■ **Material for this exercise**
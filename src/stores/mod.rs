//! Contains traits and implementations for objects that store expenses and users.

mod expense;
mod user;

pub mod sqlite;

pub use expense::{ExpenseQuery, ExpenseStore, SortOrder};
pub use user::UserStore;
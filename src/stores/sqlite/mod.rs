//! SQLite implementations of the [ExpenseStore](super::ExpenseStore) and
//! [UserStore](super::UserStore) traits.
//!
//! The stores share one connection behind a mutex and take the lock for a
//! single statement at a time.

mod expense;
mod user;

pub use expense::SQLiteExpenseStore;
pub use user::SQLiteUserStore;
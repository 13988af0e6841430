//! Handlers for registration, log-in, log-out and password changes.

use axum::{Json, extract::State, http::StatusCode};
use axum_extra::extract::CookieJar;
use serde::{Deserialize, Serialize};

use crate::{
    AppState, AuthenticatedUser, Credentials, Error, PasswordChange, Registration,
    auth::{change_password, invalidate_auth_cookie, log_in, register, set_auth_cookie},
    routes::extract::ApiJson,
    user::User,
};

/// The body returned after a successful registration or log-in.
#[derive(Debug, Serialize, Deserialize)]
pub(crate) struct SessionResponse {
    pub(crate) token: String,
    pub(crate) username: String,
    pub(crate) email: String,
}

impl SessionResponse {
    fn new(user: &User, token: String) -> Self {
        Self {
            token,
            username: user.username.clone(),
            email: user.email.to_string(),
        }
    }
}

#[derive(Debug, Serialize, Deserialize)]
pub(crate) struct MessageResponse {
    pub(crate) message: String,
}

/// Register a new user and start a session for them.
///
/// The token is returned in the body and set as a cookie.
pub(crate) async fn register_endpoint(
    State(state): State<AppState>,
    jar: CookieJar,
    ApiJson(registration): ApiJson<Registration>,
) -> Result<(StatusCode, CookieJar, Json<SessionResponse>), Error> {
    let (user, token) = register(
        registration,
        &mut state.user_store(),
        &state.token_codec,
        state.password_cost,
    )?;

    Ok((
        StatusCode::CREATED,
        set_auth_cookie(jar, token.clone()),
        Json(SessionResponse::new(&user, token)),
    ))
}

pub(crate) async fn log_in_endpoint(
    State(state): State<AppState>,
    jar: CookieJar,
    ApiJson(credentials): ApiJson<Credentials>,
) -> Result<(CookieJar, Json<SessionResponse>), Error> {
    let (user, token) = log_in(credentials, &state.user_store(), &state.token_codec)?;

    Ok((
        set_auth_cookie(jar, token.clone()),
        Json(SessionResponse::new(&user, token)),
    ))
}

#[derive(Debug, Serialize, Deserialize)]
pub(crate) struct ValidTokenResponse {
    pub(crate) username: String,
    pub(crate) message: String,
}

/// Confirm that the request carries a valid session token.
pub(crate) async fn validate_token_endpoint(
    AuthenticatedUser(user): AuthenticatedUser,
) -> Json<ValidTokenResponse> {
    Json(ValidTokenResponse {
        username: user.username,
        message: "Token is valid".to_owned(),
    })
}

pub(crate) async fn change_password_endpoint(
    State(state): State<AppState>,
    AuthenticatedUser(user): AuthenticatedUser,
    ApiJson(change): ApiJson<PasswordChange>,
) -> Result<Json<MessageResponse>, Error> {
    change_password(&user, change, &mut state.user_store(), state.password_cost)?;

    Ok(Json(MessageResponse {
        message: "Password changed".to_owned(),
    }))
}

/// Clear the session cookie.
///
/// Tokens are not stored on the server, so a client holding a copy of the
/// token can keep using it until it expires.
pub(crate) async fn log_out_endpoint(jar: CookieJar) -> (CookieJar, StatusCode) {
    (invalidate_auth_cookie(jar), StatusCode::NO_CONTENT)
}
//! Handlers for the reports over a user's expenses.

use axum::{Json, extract::State};
use serde::Deserialize;

use crate::{
    AppState, AuthenticatedUser, Error,
    lifecycle::{
        cash_upi_summary, category_summary, dashboard_summary, monthly_category_summary,
        monthly_summary, payment_method_summary,
    },
    routes::extract::ApiQuery,
    summary::{CashUpiTotals, CategoryTotal, Dashboard, MonthlyTotal, PaymentMethodTotal},
};

pub(crate) async fn monthly_summary_endpoint(
    State(state): State<AppState>,
    AuthenticatedUser(user): AuthenticatedUser,
) -> Result<Json<Vec<MonthlyTotal>>, Error> {
    monthly_summary(&user, &state.expense_store()).map(Json)
}

#[derive(Debug, Deserialize)]
pub(crate) struct MonthQuery {
    year: i32,
    month: u8,
}

pub(crate) async fn monthly_category_summary_endpoint(
    State(state): State<AppState>,
    AuthenticatedUser(user): AuthenticatedUser,
    ApiQuery(MonthQuery { year, month }): ApiQuery<MonthQuery>,
) -> Result<Json<Vec<CategoryTotal>>, Error> {
    monthly_category_summary(&user, year, month, &state.expense_store()).map(Json)
}

pub(crate) async fn category_totals_endpoint(
    State(state): State<AppState>,
    AuthenticatedUser(user): AuthenticatedUser,
) -> Result<Json<Vec<CategoryTotal>>, Error> {
    category_summary(&user, &state.expense_store()).map(Json)
}

pub(crate) async fn payment_method_totals_endpoint(
    State(state): State<AppState>,
    AuthenticatedUser(user): AuthenticatedUser,
) -> Result<Json<Vec<PaymentMethodTotal>>, Error> {
    payment_method_summary(&user, &state.expense_store()).map(Json)
}

pub(crate) async fn cash_upi_totals_endpoint(
    State(state): State<AppState>,
    AuthenticatedUser(user): AuthenticatedUser,
) -> Result<Json<CashUpiTotals>, Error> {
    cash_upi_summary(&user, &state.expense_store()).map(Json)
}

/// Every report at once, for the client's landing page.
pub(crate) async fn dashboard_endpoint(
    State(state): State<AppState>,
    AuthenticatedUser(user): AuthenticatedUser,
) -> Result<Json<Dashboard>, Error> {
    dashboard_summary(&user, &state.expense_store()).map(Json)
}

#[cfg(test)]
mod tests {
    use axum::http::StatusCode;
    use axum_test::TestServer;
    use rust_decimal_macros::dec;
    use serde_json::json;

    use crate::{
        expense::PaymentMethod,
        routes::endpoints,
        summary::{CashUpiTotals, CategoryTotal, Dashboard, MonthlyTotal, PaymentMethodTotal},
        test_utils::{assert_json_error, get_test_server, token_for},
    };

    async fn create_cash(server: &TestServer, token: &str, amount: &str, category: &str) {
        server
            .post(endpoints::EXPENSES)
            .authorization_bearer(token)
            .json(&json!({
                "amount": amount,
                "category": category,
                "expense_date": "2024-01-15",
                "payment_method": "CASH",
            }))
            .await
            .assert_status(StatusCode::CREATED);
    }

    #[tokio::test]
    async fn monthly_reports() {
        let (server, state) = get_test_server();
        let token = token_for(&state, "asha");
        for (amount, category, date) in [
            ("10.00", "Food", "2024-01-31"),
            ("30.00", "Travel", "2024-01-01"),
            ("5.00", "Food", "2024-02-01"),
        ] {
            server
                .post(endpoints::EXPENSES)
                .authorization_bearer(&token)
                .json(&json!({
                    "amount": amount,
                    "category": category,
                    "expense_date": date,
                    "payment_method": "CASH",
                }))
                .await
                .assert_status(StatusCode::CREATED);
        }

        let months = server
            .get(endpoints::MONTHLY_SUMMARY)
            .authorization_bearer(&token)
            .await
            .json::<Vec<MonthlyTotal>>();
        let january = server
            .get(endpoints::MONTHLY_CATEGORY_SUMMARY)
            .authorization_bearer(&token)
            .add_query_param("year", 2024)
            .add_query_param("month", 1)
            .await
            .json::<Vec<CategoryTotal>>();

        assert_eq!(
            months,
            vec![
                MonthlyTotal {
                    year: 2024,
                    month: 2,
                    total_amount: dec!(5.00),
                    transaction_count: 1,
                },
                MonthlyTotal {
                    year: 2024,
                    month: 1,
                    total_amount: dec!(40.00),
                    transaction_count: 2,
                },
            ]
        );
        assert_eq!(january.len(), 2);
        assert_eq!(january[0].category, "Travel");
        assert_eq!(january[1].total_amount, dec!(10.00));
    }

    #[tokio::test]
    async fn month_out_of_range_is_bad_request() {
        let (server, state) = get_test_server();
        let token = token_for(&state, "asha");

        let response = server
            .get(endpoints::MONTHLY_CATEGORY_SUMMARY)
            .authorization_bearer(&token)
            .add_query_param("year", 2024)
            .add_query_param("month", 13)
            .await;

        assert_json_error(&response, StatusCode::BAD_REQUEST);
    }

    #[tokio::test]
    async fn non_numeric_month_is_json_bad_request() {
        let (server, state) = get_test_server();
        let token = token_for(&state, "asha");

        let response = server
            .get(endpoints::MONTHLY_CATEGORY_SUMMARY)
            .authorization_bearer(&token)
            .add_query_param("year", 2024)
            .add_query_param("month", "June")
            .await;

        assert_json_error(&response, StatusCode::BAD_REQUEST);
    }

    #[tokio::test]
    async fn all_time_totals() {
        let (server, state) = get_test_server();
        let token = token_for(&state, "asha");
        create_cash(&server, &token, "10.00", "Food").await;
        create_cash(&server, &token, "30.00", "Travel").await;
        server
            .post(endpoints::EXPENSES)
            .authorization_bearer(&token)
            .json(&json!({
                "amount": "25.00",
                "category": "Food",
                "expense_date": "2024-02-01",
                "payment_method": "UPI",
                "upi_vpa": "cafe@okbank",
                "transaction_id": "TXN42",
            }))
            .await
            .assert_status(StatusCode::CREATED);
        let other_token = token_for(&state, "bilal");
        create_cash(&server, &other_token, "500.00", "Rent").await;

        let categories = server
            .get(endpoints::CATEGORY_TOTALS)
            .authorization_bearer(&token)
            .await
            .json::<Vec<CategoryTotal>>();
        let methods = server
            .get(endpoints::PAYMENT_METHOD_TOTALS)
            .authorization_bearer(&token)
            .await
            .json::<Vec<PaymentMethodTotal>>();
        let buckets = server
            .get(endpoints::CASH_UPI_TOTALS)
            .authorization_bearer(&token)
            .await
            .json::<CashUpiTotals>();

        assert_eq!(
            categories,
            vec![
                CategoryTotal {
                    category: "Food".to_owned(),
                    total_amount: dec!(35.00),
                    transaction_count: 2,
                },
                CategoryTotal {
                    category: "Travel".to_owned(),
                    total_amount: dec!(30.00),
                    transaction_count: 1,
                },
            ]
        );
        assert_eq!(
            methods,
            vec![
                PaymentMethodTotal {
                    payment_method: PaymentMethod::Cash,
                    total_amount: dec!(40.00),
                    transaction_count: 2,
                },
                PaymentMethodTotal {
                    payment_method: PaymentMethod::Upi,
                    total_amount: dec!(25.00),
                    transaction_count: 1,
                },
            ]
        );
        assert_eq!(
            buckets,
            CashUpiTotals {
                total_cash: dec!(40.00),
                total_upi: dec!(25.00),
            }
        );
    }

    #[tokio::test]
    async fn dashboard_combines_reports() {
        let (server, state) = get_test_server();
        let token = token_for(&state, "asha");
        create_cash(&server, &token, "10.00", "Food").await;
        create_cash(&server, &token, "30.00", "Travel").await;

        let response = server
            .get(endpoints::DASHBOARD)
            .authorization_bearer(&token)
            .await;

        response.assert_status_ok();
        let dashboard = response.json::<Dashboard>();
        assert_eq!(dashboard.summary.total_amount, dec!(40.00));
        assert_eq!(dashboard.summary.total_transactions, 2);
        assert_eq!(
            dashboard.monthly_summary,
            vec![MonthlyTotal {
                year: 2024,
                month: 1,
                total_amount: dec!(40.00),
                transaction_count: 2,
            }]
        );
        assert_eq!(dashboard.category_totals[0].category, "Travel");
        assert_eq!(dashboard.payment_method_totals.len(), 1);
        assert_eq!(dashboard.cash_upi_totals.total_cash, dec!(40.00));
        assert_eq!(dashboard.cash_upi_totals.total_upi, dec!(0));
    }
}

■ **What you need to do**
Using the material above, copy every line in which the string "routes" occurs.

■ **Reply**
    routes::extract::ApiJson,
    routes::extract::ApiQuery,
        routes::endpoints,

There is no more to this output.